▶ Listed entries
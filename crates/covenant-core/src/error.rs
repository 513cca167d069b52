//! Error types for contract violations.
//!
//! The engine never raises for malformed-but-well-typed input; it degrades to
//! explicit "insufficient data" states instead. The only failure surfaced to
//! callers is a contract violation at construction time, and it names the
//! offending field so the caller can decide whether to drop or correct the
//! record.

use thiserror::Error;

/// Validation failures raised when constructing a trust declaration.
#[derive(Debug, Clone, PartialEq, Error)]
pub enum ValidationError {
    /// Agent identifier is empty or whitespace-only
    #[error("declaration is missing an agent id")]
    MissingAgentId,

    /// A normalized score fell outside the unit interval
    #[error("{field} must be between 0.0 and 1.0, got {value}")]
    ScoreOutOfRange {
        /// Name of the offending field
        field: &'static str,
        /// The rejected value
        value: f64,
    },
}

/// Result alias for fallible core operations.
pub type Result<T, E = ValidationError> = std::result::Result<T, E>;
//! Window analysis: orchestrates the drift, emergence, and critical-failure
//! analyses over one agent's declaration window.

use serde::{Deserialize, Serialize};
use tracing::{debug, info};

use covenant_core::{ContentEmergence, TrustDeclaration, WindowAnalysisResult};

use crate::content::{ContentEmergenceAnalyzer, EmergenceConfig};
use crate::critical::{CriticalFailureAggregator, CriticalFailureConfig};
use crate::drift::{DriftConfig, DriftDetector};
use crate::stats;

/// Combined configuration for one window analyzer.
#[derive(Debug, Clone, Default, Serialize, Deserialize)]
pub struct WindowAnalyzerConfig {
    /// Theme catalogue for the content analysis
    pub emergence: EmergenceConfig,
    /// Drift detector tuning
    pub drift: DriftConfig,
    /// Critical-failure article subset
    pub critical: CriticalFailureConfig,
}

/// Analyzes one ordered window of declarations and emits a unified result.
///
/// # Preconditions
///
/// Declarations must be in non-decreasing timestamp order; the analysis
/// assumes ordering and does not sort. Callers that cannot guarantee this
/// should run [`covenant_core::sort_by_timestamp`] on the batch first. The
/// window is also expected to belong to a single agent; windowing itself
/// (how many recent declarations to pass) is the caller's decision.
#[derive(Debug, Clone, Default)]
pub struct WindowAnalyzer {
    content: ContentEmergenceAnalyzer,
    drift: DriftDetector,
    critical: CriticalFailureAggregator,
}

impl WindowAnalyzer {
    /// Create an analyzer with the given tuning.
    pub fn new(config: WindowAnalyzerConfig) -> Self {
        Self {
            content: ContentEmergenceAnalyzer::new(config.emergence),
            drift: DriftDetector::new(config.drift),
            critical: CriticalFailureAggregator::new(config.critical),
        }
    }

    /// Analyze one ordered window of declarations.
    ///
    /// An empty window yields `ok: false` with every other field at its safe
    /// zero default; no error is raised.
    pub fn analyze(&self, declarations: &[TrustDeclaration]) -> WindowAnalysisResult {
        if declarations.is_empty() {
            debug!("window analysis skipped: empty window");
            return WindowAnalysisResult::empty();
        }

        let guilt_values: Vec<f64> = declarations.iter().map(|d| d.guilt_score).collect();
        let deltas = stats::deltas(&guilt_values);
        let window_stats = stats::compute(&guilt_values);
        let drift = self.drift.detect(&guilt_values, window_stats.std_dev);
        let content_emergence = self.analyze_notes(declarations);
        let critical_fail_rate = self.critical.rate(declarations);

        if drift.drifting {
            metrics::counter!("covenant_drift_detected_total").increment(1);
            info!(
                agent = %declarations[declarations.len() - 1].agent_id,
                deviation = drift.deviation,
                threshold = drift.threshold,
                window = declarations.len(),
                "guilt score drift detected"
            );
        }

        WindowAnalysisResult {
            ok: true,
            guilt_values,
            deltas,
            stats: window_stats,
            drift,
            content_emergence,
            critical_fail_rate,
        }
    }

    /// Run the content analysis over the most recent usable notes.
    ///
    /// Recency is most actionable, so the latest declaration's notes win;
    /// when they are empty the scan falls back to the most recent non-empty
    /// notes in the window, else an empty analysis.
    fn analyze_notes(&self, declarations: &[TrustDeclaration]) -> ContentEmergence {
        declarations
            .iter()
            .rev()
            .find(|d| d.has_notes())
            .map(|d| self.content.analyze(&d.notes))
            .unwrap_or_default()
    }
}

▶ Problem to solve
Begin at the line that has "repository 513cca167d069b52" in the entries above; stop after the line that has "empty or whitespace-only". Transcribe exactly those lines and no others.

▶ Task response
repository 513cca167d069b52
//! Error types for contract violations.
//!
//! The engine never raises for malformed-but-well-typed input; it degrades to
//! explicit "insufficient data" states instead. The only failure surfaced to
//! callers is a contract violation at construction time, and it names the
//! offending field so the caller can decide whether to drop or correct the
//! record.

use thiserror::Error;

/// Validation failures raised when constructing a trust declaration.
#[derive(Debug, Clone, PartialEq, Error)]
pub enum ValidationError {
    /// Agent identifier is empty or whitespace-only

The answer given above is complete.